====== Data for this exercise

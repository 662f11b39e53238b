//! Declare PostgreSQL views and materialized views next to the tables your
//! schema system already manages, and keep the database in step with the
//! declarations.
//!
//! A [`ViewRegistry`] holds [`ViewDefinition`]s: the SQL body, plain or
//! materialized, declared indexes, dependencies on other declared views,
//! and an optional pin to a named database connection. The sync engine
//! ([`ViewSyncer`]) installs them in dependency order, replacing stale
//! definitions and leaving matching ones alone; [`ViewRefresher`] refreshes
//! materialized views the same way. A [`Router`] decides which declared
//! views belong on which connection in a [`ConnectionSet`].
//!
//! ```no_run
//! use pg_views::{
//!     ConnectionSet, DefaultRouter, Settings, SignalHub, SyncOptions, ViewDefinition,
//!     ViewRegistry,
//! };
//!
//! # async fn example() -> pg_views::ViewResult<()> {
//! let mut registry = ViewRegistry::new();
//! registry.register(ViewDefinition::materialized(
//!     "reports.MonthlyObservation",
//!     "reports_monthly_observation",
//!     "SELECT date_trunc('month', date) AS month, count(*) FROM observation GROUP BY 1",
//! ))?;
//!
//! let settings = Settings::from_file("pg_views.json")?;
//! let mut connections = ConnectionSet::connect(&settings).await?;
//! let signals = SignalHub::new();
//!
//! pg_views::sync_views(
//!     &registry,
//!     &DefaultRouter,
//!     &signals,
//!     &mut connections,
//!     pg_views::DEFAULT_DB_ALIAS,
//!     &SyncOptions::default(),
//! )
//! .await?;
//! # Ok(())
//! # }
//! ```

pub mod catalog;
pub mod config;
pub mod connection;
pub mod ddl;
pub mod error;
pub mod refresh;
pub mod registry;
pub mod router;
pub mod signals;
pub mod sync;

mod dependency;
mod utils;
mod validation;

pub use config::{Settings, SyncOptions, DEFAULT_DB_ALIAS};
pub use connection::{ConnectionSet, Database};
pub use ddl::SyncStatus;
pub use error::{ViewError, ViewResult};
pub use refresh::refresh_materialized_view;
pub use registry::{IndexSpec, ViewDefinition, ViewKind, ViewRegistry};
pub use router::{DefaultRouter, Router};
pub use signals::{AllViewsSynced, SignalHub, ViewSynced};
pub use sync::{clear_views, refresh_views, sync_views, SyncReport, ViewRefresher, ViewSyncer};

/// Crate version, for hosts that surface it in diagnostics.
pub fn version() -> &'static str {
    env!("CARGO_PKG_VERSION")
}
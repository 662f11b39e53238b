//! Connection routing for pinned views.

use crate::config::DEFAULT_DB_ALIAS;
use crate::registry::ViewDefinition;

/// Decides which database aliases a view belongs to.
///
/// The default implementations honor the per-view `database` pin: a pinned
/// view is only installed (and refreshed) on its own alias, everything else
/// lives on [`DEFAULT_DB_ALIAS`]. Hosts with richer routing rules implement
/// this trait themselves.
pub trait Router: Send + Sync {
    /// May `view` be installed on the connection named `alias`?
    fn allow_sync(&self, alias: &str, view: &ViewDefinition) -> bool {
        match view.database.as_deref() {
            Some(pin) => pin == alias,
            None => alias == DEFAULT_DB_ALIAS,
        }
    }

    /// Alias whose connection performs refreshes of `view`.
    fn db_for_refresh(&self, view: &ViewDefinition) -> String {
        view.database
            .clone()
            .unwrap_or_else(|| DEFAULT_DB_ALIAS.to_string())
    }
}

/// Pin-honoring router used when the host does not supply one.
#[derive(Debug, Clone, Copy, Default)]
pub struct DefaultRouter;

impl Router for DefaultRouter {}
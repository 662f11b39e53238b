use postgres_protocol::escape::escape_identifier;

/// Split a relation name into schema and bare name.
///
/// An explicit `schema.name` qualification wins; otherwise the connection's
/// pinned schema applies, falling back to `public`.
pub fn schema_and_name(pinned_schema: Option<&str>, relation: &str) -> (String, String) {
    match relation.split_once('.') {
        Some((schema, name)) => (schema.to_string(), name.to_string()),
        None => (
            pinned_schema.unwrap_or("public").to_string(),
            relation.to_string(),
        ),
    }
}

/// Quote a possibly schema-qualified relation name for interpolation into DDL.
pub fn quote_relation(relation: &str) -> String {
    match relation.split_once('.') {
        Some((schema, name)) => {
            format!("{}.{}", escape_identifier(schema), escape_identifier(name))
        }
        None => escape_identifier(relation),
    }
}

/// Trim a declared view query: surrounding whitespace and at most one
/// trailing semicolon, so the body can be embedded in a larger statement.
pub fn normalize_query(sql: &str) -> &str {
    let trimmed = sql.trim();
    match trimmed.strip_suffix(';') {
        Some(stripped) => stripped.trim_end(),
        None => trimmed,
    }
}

============

- [What you should do] Return the total number of lines in the records that contain "signals", without any explanation.

- [Response box] 4